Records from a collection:
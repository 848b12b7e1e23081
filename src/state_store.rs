//! # State Store
//!
//! A bounded, concurrent map from [`BucketKey`] to [`ThrottlingState`], with
//! two eviction axes — maximum size and idle-time expiry — both supplied
//! directly by `mini_moka`'s cache builder. Eviction is silent: a bucket
//! evicted for being idle or for exceeding the size cap simply starts fresh
//! (full buckets, no ban) the next time it is seen. That is by design, not a
//! leak.

use std::sync::Arc;
use std::time::Duration;

use mini_moka::sync::Cache;

use crate::bucketing::BucketKey;
use crate::clock::Clock;
use crate::state::{StateLimits, ThrottlingState};

pub struct StateStore {
    cache: Cache<BucketKey, Arc<ThrottlingState>>,
    limits: StateLimits,
    clock: Arc<dyn Clock>,
}

impl StateStore {
    pub fn new(max_size: u64, idle_expiry: Duration, limits: StateLimits, clock: Arc<dyn Clock>) -> Self {
        let cache = Cache::builder()
            .max_capacity(max_size)
            .time_to_idle(idle_expiry)
            .build();
        Self { cache, limits, clock }
    }

    /// Returns the existing state for `key`, if any, without creating one.
    /// Used by the throttling decision path, which treats an absent state as
    /// "never throttled" without paying for an allocation.
    pub fn get_existing(&self, key: &BucketKey) -> Option<Arc<ThrottlingState>> {
        self.cache.get(key)
    }

    /// Returns the existing state for `key`, creating and inserting a fresh
    /// one if absent. Used by accounting calls, which always need a state to
    /// mutate.
    pub fn get_or_create(&self, key: &BucketKey) -> Arc<ThrottlingState> {
        if let Some(existing) = self.cache.get(key) {
            return existing;
        }
        let fresh = Arc::new(ThrottlingState::new(self.limits, self.clock.clone()));
        self.cache.insert(key.clone(), fresh.clone());
        fresh
    }

    /// Approximate current size, for the `/metrics` endpoint.
    pub fn len(&self) -> u64 {
        self.cache.entry_count()
    }
}

#[cfg(test)]
mod tests {
    use super::*;
    use crate::clock::ManualClock;
    use std::net::{IpAddr, Ipv4Addr};

    fn limits() -> StateLimits {
        StateLimits {
            time_bucket: crate::state::BucketLimits {
                capacity: 1000,
                refill_amount: 1000,
                refill_period: Duration::from_secs(60),
            },
            error_bucket: crate::state::BucketLimits {
                capacity: 5,
                refill_amount: 5,
                refill_period: Duration::from_secs(60),
            },
            throttle_bucket: crate::state::BucketLimits {
                capacity: 10,
                refill_amount: 10,
                refill_period: Duration::from_secs(60),
            },
            ban_duration: Duration::from_secs(60),
        }
    }

    fn key(n: u8) -> BucketKey {
        BucketKey::IpAndUserAgent(IpAddr::V4(Ipv4Addr::new(127, 0, 0, n)), "ua".to_string())
    }

    #[test]
    fn get_existing_on_unseen_key_is_none() {
        let clock = Arc::new(ManualClock::new());
        let store = StateStore::new(100, Duration::from_secs(300), limits(), clock);
        assert!(store.get_existing(&key(1)).is_none());
    }

    #[test]
    fn get_or_create_then_get_existing_returns_same_state() {
        let clock = Arc::new(ManualClock::new());
        let store = StateStore::new(100, Duration::from_secs(300), limits(), clock);
        let created = store.get_or_create(&key(1));
        created.time_bucket.consume_or_overdraw(500);

        let fetched = store.get_existing(&key(1)).expect("should exist now");
        assert_eq!(fetched.time_bucket.count(), 500);
    }

    #[test]
    fn size_cap_bounds_entry_count() {
        let clock = Arc::new(ManualClock::new());
        let store = StateStore::new(4, Duration::from_secs(300), limits(), clock);
        for n in 0..20u8 {
            store.get_or_create(&key(n));
        }
        store.cache.run_pending_tasks();
        assert!(store.len() <= 4);
    }

    #[test]
    fn idle_eviction_drops_untouched_entries() {
        let clock = Arc::new(ManualClock::new());
        let store = StateStore::new(100, Duration::from_millis(50), limits(), clock);
        store.get_or_create(&key(1));
        std::thread::sleep(Duration::from_millis(150));
        store.cache.run_pending_tasks();
        assert!(store.get_existing(&key(1)).is_none());
    }
}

Problem details
Transcribe the records from their first line. Stop after the line with "simply starts fresh", including it.

Result for this exercise
repository 848b12b7e1e23081
filename src/state_store.rs
//! # State Store
//!
//! A bounded, concurrent map from [`BucketKey`] to [`ThrottlingState`], with
//! two eviction axes — maximum size and idle-time expiry — both supplied
//! directly by `mini_moka`'s cache builder. Eviction is silent: a bucket
//! evicted for being idle or for exceeding the size cap simply starts fresh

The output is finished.